» **WHAT THE TASK ASKS**
Set down again exactly the lines of the listing below that fall between the line holding "let mut out: RawMatch = self" and the line holding "caps.get(self.compiled.rest_group)", inclusive.

═════ RECORD SET

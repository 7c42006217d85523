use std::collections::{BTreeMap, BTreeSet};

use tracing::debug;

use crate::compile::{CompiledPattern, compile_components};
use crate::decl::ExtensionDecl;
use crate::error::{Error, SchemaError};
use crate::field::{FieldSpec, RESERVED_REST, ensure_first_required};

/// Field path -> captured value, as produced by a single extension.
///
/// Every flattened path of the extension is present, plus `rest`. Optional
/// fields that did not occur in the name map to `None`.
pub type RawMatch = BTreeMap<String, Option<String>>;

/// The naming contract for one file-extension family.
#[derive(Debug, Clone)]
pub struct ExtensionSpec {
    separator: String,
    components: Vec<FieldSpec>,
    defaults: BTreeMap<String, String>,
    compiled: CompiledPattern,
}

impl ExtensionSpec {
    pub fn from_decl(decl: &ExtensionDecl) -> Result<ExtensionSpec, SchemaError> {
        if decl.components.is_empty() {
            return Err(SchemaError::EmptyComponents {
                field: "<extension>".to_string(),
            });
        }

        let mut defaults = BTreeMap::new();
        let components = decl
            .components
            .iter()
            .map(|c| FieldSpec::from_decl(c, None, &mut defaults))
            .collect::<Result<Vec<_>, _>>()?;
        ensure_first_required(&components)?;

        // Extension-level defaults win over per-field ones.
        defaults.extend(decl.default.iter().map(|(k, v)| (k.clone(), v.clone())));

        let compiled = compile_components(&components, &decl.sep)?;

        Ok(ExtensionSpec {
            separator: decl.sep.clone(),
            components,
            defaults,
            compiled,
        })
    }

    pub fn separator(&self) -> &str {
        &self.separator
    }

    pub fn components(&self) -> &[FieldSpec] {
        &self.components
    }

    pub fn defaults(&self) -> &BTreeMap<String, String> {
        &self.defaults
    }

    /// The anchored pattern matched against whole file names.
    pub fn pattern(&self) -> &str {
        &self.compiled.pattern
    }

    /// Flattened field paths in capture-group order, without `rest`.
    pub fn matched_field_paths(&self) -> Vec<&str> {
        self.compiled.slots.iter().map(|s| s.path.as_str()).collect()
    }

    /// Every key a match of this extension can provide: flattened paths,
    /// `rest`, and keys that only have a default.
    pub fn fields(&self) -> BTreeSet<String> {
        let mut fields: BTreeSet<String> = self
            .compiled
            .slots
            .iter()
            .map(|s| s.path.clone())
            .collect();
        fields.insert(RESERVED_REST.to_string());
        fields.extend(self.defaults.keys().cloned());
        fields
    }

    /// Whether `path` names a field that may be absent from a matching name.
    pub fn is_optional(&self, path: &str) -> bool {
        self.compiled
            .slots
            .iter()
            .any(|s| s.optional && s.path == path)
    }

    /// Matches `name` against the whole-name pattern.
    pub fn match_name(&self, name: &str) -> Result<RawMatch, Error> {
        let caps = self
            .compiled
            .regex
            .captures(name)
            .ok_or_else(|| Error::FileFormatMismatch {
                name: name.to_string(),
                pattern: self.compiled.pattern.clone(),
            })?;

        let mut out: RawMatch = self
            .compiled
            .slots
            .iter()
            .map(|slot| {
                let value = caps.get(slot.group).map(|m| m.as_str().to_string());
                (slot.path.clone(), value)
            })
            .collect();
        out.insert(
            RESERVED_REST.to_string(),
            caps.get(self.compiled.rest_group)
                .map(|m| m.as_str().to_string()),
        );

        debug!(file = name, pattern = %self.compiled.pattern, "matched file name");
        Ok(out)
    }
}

══════════
═════ RECORD SET

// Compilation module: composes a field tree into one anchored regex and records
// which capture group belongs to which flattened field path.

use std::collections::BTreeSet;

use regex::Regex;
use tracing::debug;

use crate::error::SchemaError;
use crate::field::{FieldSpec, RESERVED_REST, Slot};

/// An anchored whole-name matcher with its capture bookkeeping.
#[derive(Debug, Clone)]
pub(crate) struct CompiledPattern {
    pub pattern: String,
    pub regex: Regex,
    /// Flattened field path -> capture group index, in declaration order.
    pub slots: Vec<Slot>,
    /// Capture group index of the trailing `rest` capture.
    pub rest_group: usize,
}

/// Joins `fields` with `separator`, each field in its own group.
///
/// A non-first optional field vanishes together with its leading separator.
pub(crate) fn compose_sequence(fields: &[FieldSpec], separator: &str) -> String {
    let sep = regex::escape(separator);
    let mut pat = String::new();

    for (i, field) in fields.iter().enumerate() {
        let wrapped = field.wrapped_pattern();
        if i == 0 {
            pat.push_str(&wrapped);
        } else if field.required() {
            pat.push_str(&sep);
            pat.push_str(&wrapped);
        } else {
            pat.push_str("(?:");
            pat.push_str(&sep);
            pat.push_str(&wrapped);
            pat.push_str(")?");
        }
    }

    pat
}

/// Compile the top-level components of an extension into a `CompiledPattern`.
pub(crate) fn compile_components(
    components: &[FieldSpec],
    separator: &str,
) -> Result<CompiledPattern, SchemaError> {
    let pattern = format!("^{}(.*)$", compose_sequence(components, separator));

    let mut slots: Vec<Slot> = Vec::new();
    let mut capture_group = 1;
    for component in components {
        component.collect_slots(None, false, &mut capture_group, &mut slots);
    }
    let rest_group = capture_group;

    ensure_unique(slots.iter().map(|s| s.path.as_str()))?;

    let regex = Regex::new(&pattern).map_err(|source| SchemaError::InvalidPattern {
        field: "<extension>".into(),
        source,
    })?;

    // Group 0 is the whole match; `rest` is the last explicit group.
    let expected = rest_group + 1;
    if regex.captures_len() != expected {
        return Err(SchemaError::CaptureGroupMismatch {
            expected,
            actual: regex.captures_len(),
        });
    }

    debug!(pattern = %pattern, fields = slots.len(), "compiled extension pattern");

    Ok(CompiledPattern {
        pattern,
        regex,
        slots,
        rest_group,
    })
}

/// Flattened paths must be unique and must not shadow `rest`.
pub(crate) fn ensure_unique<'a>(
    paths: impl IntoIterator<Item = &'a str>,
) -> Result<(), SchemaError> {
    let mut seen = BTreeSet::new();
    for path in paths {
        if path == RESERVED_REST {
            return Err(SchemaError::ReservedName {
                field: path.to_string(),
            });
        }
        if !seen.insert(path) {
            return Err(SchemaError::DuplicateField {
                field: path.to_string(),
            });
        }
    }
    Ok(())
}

══════════

» **TASK SOLUTION**
        let mut out: RawMatch = self
            .compiled
            .slots
            .iter()
            .map(|slot| {
                let value = caps.get(slot.group).map(|m| m.as_str().to_string());
                (slot.path.clone(), value)
            })
            .collect();
        out.insert(
            RESERVED_REST.to_string(),
            caps.get(self.compiled.rest_group)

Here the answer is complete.